---- Dataset

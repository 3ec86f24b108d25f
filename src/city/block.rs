//! City blocks: frontage lots, rectangle approximation, buildings, trees.

use crate::city::building;
use crate::city::group::AlleyParams;
use crate::geometry::{self, lerp, Ring};
use crate::points::Point;
use crate::random::Rng;
use log::trace;

/// One polygon carved out of a ward-group by the bisector.
#[derive(Clone, Debug, Default)]
pub struct Block {
    pub shape: Ring,
    pub lots: Vec<Ring>,
    pub rects: Vec<Ring>,
    pub buildings: Vec<Ring>,
    /// Interior lots that touch no block edge; they get trees, not houses.
    pub courtyard: Vec<Ring>,
    center: Option<Point>,
}

impl Block {
    pub fn new(shape: Ring) -> Self {
        Block {
            shape,
            ..Default::default()
        }
    }

    pub fn center(&mut self) -> Point {
        if self.center.is_none() {
            self.center = Some(self.shape.centroid());
        }
        self.center.unwrap()
    }

    /// Subdivide along the longest edge (the frontage) into quadrilateral
    /// lots by interpolating between the front and back edges.
    pub fn create_lots(&mut self, params: &AlleyParams) {
        self.lots.clear();
        self.courtyard.clear();
        if self.shape.len() < 3 {
            return;
        }

        let area = self.shape.area().abs();
        if area < params.min_sq {
            self.lots.push(self.shape.clone());
            return;
        }

        let n = self.shape.len();
        let front = self.shape.longest_edge();
        let front_len = self.shape.vector(front).length();
        if front_len < params.min_front * 2.0 {
            self.lots.push(self.shape.clone());
            return;
        }

        let front_p1 = self.shape.point(front);
        let front_p2 = self.shape.point((front + 1) % n);
        let back = (front + 2) % n;
        let back_p1 = self.shape.point(back);
        let back_p2 = self.shape.point((back + 1) % n);

        let count = ((front_len / params.min_front) as usize).max(2);
        for i in 0..count {
            let t1 = i as f64 / count as f64;
            let t2 = (i + 1) as f64 / count as f64;
            self.lots.push(Ring::new(vec![
                lerp(front_p1, front_p2, t1),
                lerp(front_p1, front_p2, t2),
                lerp(back_p2, back_p1, t2),
                lerp(back_p2, back_p1, t1),
            ]));
        }
    }

    /// Move interior lots out of `lots` into the courtyard. A lot stays a
    /// perimeter lot if any of its vertices lies on a block edge.
    pub fn filter_inner(&mut self) {
        let shape = self.shape.clone();
        let (perimeter, courtyard) = std::mem::take(&mut self.lots)
            .into_iter()
            .partition(|lot: &Ring| {
                lot.pts().iter().any(|&v| {
                    shape
                        .edges()
                        .any(|(a, b)| geometry::distance_to_segment(v, a, b) < 1e-3)
                })
            });
        self.lots = perimeter;
        self.courtyard = courtyard;
    }

    /// Pull lots toward the block center by a random fraction of their size
    /// so building fronts do not line up perfectly.
    pub fn indent_fronts(&mut self, rng: &mut Rng) {
        let block_center = self.center();
        for lot in &mut self.lots {
            let area = lot.area().abs();
            let indent = (area.sqrt() / 3.0).min(1.2) * rng.float();
            if indent < 0.5 {
                continue;
            }
            let dir = block_center - lot.centroid();
            let len = dir.length();
            if len < 1e-3 {
                continue;
            }
            let step = dir * (indent / len);
            lot.offset(step.x, step.y);
        }
    }

    /// Largest-inscribed-rectangle approximation: the OBB of each lot,
    /// shrunk 10 % toward its center.
    pub fn create_rects(&mut self) {
        self.rects.clear();
        for lot in &self.lots {
            if lot.len() < 3 {
                continue;
            }
            let Some(obb) = lot.obb() else {
                self.rects.push(lot.clone());
                continue;
            };
            let center = obb.iter().fold(Point::default(), |acc, p| acc + *p) * 0.25;
            let lira = Ring::new(obb.iter().map(|&p| lerp(p, center, 0.1)).collect());
            if lira.area().abs() < 0.5 {
                trace!("block: lot rect degenerate, using lot outline");
                self.rects.push(lot.clone());
            } else {
                self.rects.push(lira);
            }
        }
    }

    /// Grow a footprint on every rect; a failed growth falls back to the
    /// rect itself so the block never loses a lot silently.
    pub fn create_buildings(&mut self, params: &AlleyParams, rng: &mut Rng) {
        self.buildings.clear();
        let threshold = params.min_sq / 4.0 * params.shape_factor;
        for rect in &self.rects {
            if rect.len() < 3 {
                continue;
            }
            match building::create(rect, threshold, true, false, 0.6, rng) {
                Some(b) => self.buildings.push(b),
                None => self.buildings.push(rect.clone()),
            }
        }
    }

    /// Tree positions sampled over the courtyard lots.
    pub fn spawn_trees(&self, greenery: f64, urban: bool, rng: &mut Rng) -> Vec<Point> {
        let density = if urban { greenery } else { greenery * 0.1 };
        let mut trees = Vec::new();
        for yard in &self.courtyard {
            trees.extend(geometry::fill_area(yard, density, 3.0, rng));
        }
        trees
    }
}

#[cfg(test)]
mod tests {
    use super::*;

    fn params() -> AlleyParams {
        AlleyParams {
            min_sq: 30.0,
            grid_chaos: 0.5,
            size_chaos: 0.5,
            shape_factor: 1.0,
            inset: 0.5,
            block_size: 8.0,
            min_front: 30.0f64.sqrt(),
        }
    }

    fn block(w: f64, h: f64) -> Block {
        let mut r = Ring::rect(w, h);
        r.offset(w / 2.0, h / 2.0);
        Block::new(r)
    }

    #[test]
    fn tiny_block_is_single_lot() {
        let mut b = block(4.0, 4.0);
        b.create_lots(&params());
        assert_eq!(b.lots.len(), 1);
    }

    #[test]
    fn lot_count_follows_frontage() {
        let mut b = block(40.0, 10.0);
        b.create_lots(&params());
        let expected = ((40.0 / params().min_front) as usize).max(2);
        assert_eq!(b.lots.len(), expected);
    }

    #[test]
    fn lots_are_quadrilaterals() {
        let mut b = block(40.0, 10.0);
        b.create_lots(&params());
        for lot in &b.lots {
            assert_eq!(lot.len(), 4);
        }
    }

    #[test]
    fn lots_tile_the_block() {
        let mut b = block(40.0, 10.0);
        b.create_lots(&params());
        let total: f64 = b.lots.iter().map(|l| l.area().abs()).sum();
        assert!((total - 400.0).abs() < 1.0);
    }

    #[test]
    fn frontage_lots_touch_perimeter() {
        let mut b = block(40.0, 10.0);
        b.create_lots(&params());
        b.filter_inner();
        // Front/back interpolation keeps every lot on the perimeter.
        assert!(b.courtyard.is_empty());
        assert!(!b.lots.is_empty());
    }

    #[test]
    fn filter_inner_catches_detached_lot() {
        let mut b = block(40.0, 40.0);
        b.create_lots(&params());
        // Inject a synthetic interior lot.
        let mut inner = Ring::rect(2.0, 2.0);
        inner.offset(20.0, 20.0);
        b.lots.push(inner);
        b.filter_inner();
        assert_eq!(b.courtyard.len(), 1);
    }

    #[test]
    fn rects_shrink_lots() {
        let mut b = block(40.0, 10.0);
        b.create_lots(&params());
        b.create_rects();
        assert_eq!(b.rects.len(), b.lots.len());
        for (rect, lot) in b.rects.iter().zip(&b.lots) {
            assert!(rect.area().abs() < lot.area().abs());
        }
    }

    #[test]
    fn buildings_cover_every_rect() {
        let mut rng = Rng::new(3);
        let mut b = block(40.0, 14.0);
        b.create_lots(&params());
        b.create_rects();
        b.create_buildings(&params(), &mut rng);
        assert_eq!(b.buildings.len(), b.rects.len());
    }

    #[test]
    fn courtyard_trees_stay_inside() {
        let mut rng = Rng::new(9);
        let mut b = block(30.0, 30.0);
        let mut yard = Ring::rect(10.0, 10.0);
        yard.offset(15.0, 15.0);
        b.courtyard.push(yard.clone());
        let trees = b.spawn_trees(1.0, true, &mut rng);
        assert!(!trees.is_empty());
        for t in trees {
            assert!(yard.contains(t));
        }
    }
}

--------

What this task involves:
Give an exact copy of all the material above.

Your solution:
repository 3ec86f24b108d25f
filename src/city/block.rs
//! City blocks: frontage lots, rectangle approximation, buildings, trees.

use crate::city::building;
use crate::city::group::AlleyParams;
use crate::geometry::{self, lerp, Ring};
use crate::points::Point;
use crate::random::Rng;
use log::trace;

/// One polygon carved out of a ward-group by the bisector.
#[derive(Clone, Debug, Default)]
pub struct Block {
    pub shape: Ring,
    pub lots: Vec<Ring>,
    pub rects: Vec<Ring>,
    pub buildings: Vec<Ring>,
    /// Interior lots that touch no block edge; they get trees, not houses.
    pub courtyard: Vec<Ring>,
    center: Option<Point>,
}

impl Block {
    pub fn new(shape: Ring) -> Self {
        Block {
            shape,
            ..Default::default()
        }
    }

    pub fn center(&mut self) -> Point {
        if self.center.is_none() {
            self.center = Some(self.shape.centroid());
        }
        self.center.unwrap()
    }

    /// Subdivide along the longest edge (the frontage) into quadrilateral
    /// lots by interpolating between the front and back edges.
    pub fn create_lots(&mut self, params: &AlleyParams) {
        self.lots.clear();
        self.courtyard.clear();
        if self.shape.len() < 3 {
            return;
        }

        let area = self.shape.area().abs();
        if area < params.min_sq {
            self.lots.push(self.shape.clone());
            return;
        }

        let n = self.shape.len();
        let front = self.shape.longest_edge();
        let front_len = self.shape.vector(front).length();
        if front_len < params.min_front * 2.0 {
            self.lots.push(self.shape.clone());
            return;
        }

        let front_p1 = self.shape.point(front);
        let front_p2 = self.shape.point((front + 1) % n);
        let back = (front + 2) % n;
        let back_p1 = self.shape.point(back);
        let back_p2 = self.shape.point((back + 1) % n);

        let count = ((front_len / params.min_front) as usize).max(2);
        for i in 0..count {
            let t1 = i as f64 / count as f64;
            let t2 = (i + 1) as f64 / count as f64;
            self.lots.push(Ring::new(vec![
                lerp(front_p1, front_p2, t1),
                lerp(front_p1, front_p2, t2),
                lerp(back_p2, back_p1, t2),
                lerp(back_p2, back_p1, t1),
            ]));
        }
    }

    /// Move interior lots out of `lots` into the courtyard. A lot stays a
    /// perimeter lot if any of its vertices lies on a block edge.
    pub fn filter_inner(&mut self) {
        let shape = self.shape.clone();
        let (perimeter, courtyard) = std::mem::take(&mut self.lots)
            .into_iter()
            .partition(|lot: &Ring| {
                lot.pts().iter().any(|&v| {
                    shape
                        .edges()
                        .any(|(a, b)| geometry::distance_to_segment(v, a, b) < 1e-3)
                })
            });
        self.lots = perimeter;
        self.courtyard = courtyard;
    }

    /// Pull lots toward the block center by a random fraction of their size
    /// so building fronts do not line up perfectly.
    pub fn indent_fronts(&mut self, rng: &mut Rng) {
        let block_center = self.center();
        for lot in &mut self.lots {
            let area = lot.area().abs();
            let indent = (area.sqrt() / 3.0).min(1.2) * rng.float();
            if indent < 0.5 {
                continue;
            }
            let dir = block_center - lot.centroid();
            let len = dir.length();
            if len < 1e-3 {
                continue;
            }
            let step = dir * (indent / len);
            lot.offset(step.x, step.y);
        }
    }

    /// Largest-inscribed-rectangle approximation: the OBB of each lot,
    /// shrunk 10 % toward its center.
    pub fn create_rects(&mut self) {
        self.rects.clear();
        for lot in &self.lots {
            if lot.len() < 3 {
                continue;
            }
            let Some(obb) = lot.obb() else {
                self.rects.push(lot.clone());
                continue;
            };
            let center = obb.iter().fold(Point::default(), |acc, p| acc + *p) * 0.25;
            let lira = Ring::new(obb.iter().map(|&p| lerp(p, center, 0.1)).collect());
            if lira.area().abs() < 0.5 {
                trace!("block: lot rect degenerate, using lot outline");
                self.rects.push(lot.clone());
            } else {
                self.rects.push(lira);
            }
        }
    }

    /// Grow a footprint on every rect; a failed growth falls back to the
    /// rect itself so the block never loses a lot silently.
    pub fn create_buildings(&mut self, params: &AlleyParams, rng: &mut Rng) {
        self.buildings.clear();
        let threshold = params.min_sq / 4.0 * params.shape_factor;
        for rect in &self.rects {
            if rect.len() < 3 {
                continue;
            }
            match building::create(rect, threshold, true, false, 0.6, rng) {
                Some(b) => self.buildings.push(b),
                None => self.buildings.push(rect.clone()),
            }
        }
    }

    /// Tree positions sampled over the courtyard lots.
    pub fn spawn_trees(&self, greenery: f64, urban: bool, rng: &mut Rng) -> Vec<Point> {
        let density = if urban { greenery } else { greenery * 0.1 };
        let mut trees = Vec::new();
        for yard in &self.courtyard {
            trees.extend(geometry::fill_area(yard, density, 3.0, rng));
        }
        trees
    }
}

#[cfg(test)]
mod tests {
    use super::*;

    fn params() -> AlleyParams {
        AlleyParams {
            min_sq: 30.0,
            grid_chaos: 0.5,
            size_chaos: 0.5,
            shape_factor: 1.0,
            inset: 0.5,
            block_size: 8.0,
            min_front: 30.0f64.sqrt(),
        }
    }

    fn block(w: f64, h: f64) -> Block {
        let mut r = Ring::rect(w, h);
        r.offset(w / 2.0, h / 2.0);
        Block::new(r)
    }

    #[test]
    fn tiny_block_is_single_lot() {
        let mut b = block(4.0, 4.0);
        b.create_lots(&params());
        assert_eq!(b.lots.len(), 1);
    }

    #[test]
    fn lot_count_follows_frontage() {
        let mut b = block(40.0, 10.0);
        b.create_lots(&params());
        let expected = ((40.0 / params().min_front) as usize).max(2);
        assert_eq!(b.lots.len(), expected);
    }

    #[test]
    fn lots_are_quadrilaterals() {
        let mut b = block(40.0, 10.0);
        b.create_lots(&params());
        for lot in &b.lots {
            assert_eq!(lot.len(), 4);
        }
    }

    #[test]
    fn lots_tile_the_block() {
        let mut b = block(40.0, 10.0);
        b.create_lots(&params());
        let total: f64 = b.lots.iter().map(|l| l.area().abs()).sum();
        assert!((total - 400.0).abs() < 1.0);
    }

    #[test]
    fn frontage_lots_touch_perimeter() {
        let mut b = block(40.0, 10.0);
        b.create_lots(&params());
        b.filter_inner();
        // Front/back interpolation keeps every lot on the perimeter.
        assert!(b.courtyard.is_empty());
        assert!(!b.lots.is_empty());
    }

    #[test]
    fn filter_inner_catches_detached_lot() {
        let mut b = block(40.0, 40.0);
        b.create_lots(&params());
        // Inject a synthetic interior lot.
        let mut inner = Ring::rect(2.0, 2.0);
        inner.offset(20.0, 20.0);
        b.lots.push(inner);
        b.filter_inner();
        assert_eq!(b.courtyard.len(), 1);
    }

    #[test]
    fn rects_shrink_lots() {
        let mut b = block(40.0, 10.0);
        b.create_lots(&params());
        b.create_rects();
        assert_eq!(b.rects.len(), b.lots.len());
        for (rect, lot) in b.rects.iter().zip(&b.lots) {
            assert!(rect.area().abs() < lot.area().abs());
        }
    }

    #[test]
    fn buildings_cover_every_rect() {
        let mut rng = Rng::new(3);
        let mut b = block(40.0, 14.0);
        b.create_lots(&params());
        b.create_rects();
        b.create_buildings(&params(), &mut rng);
        assert_eq!(b.buildings.len(), b.rects.len());
    }

    #[test]
    fn courtyard_trees_stay_inside() {
        let mut rng = Rng::new(9);
        let mut b = block(30.0, 30.0);
        let mut yard = Ring::rect(10.0, 10.0);
        yard.offset(15.0, 15.0);
        b.courtyard.push(yard.clone());
        let trees = b.spawn_trees(1.0, true, &mut rng);
        assert!(!trees.is_empty());
        for t in trees {
            assert!(yard.contains(t));
        }
    }
}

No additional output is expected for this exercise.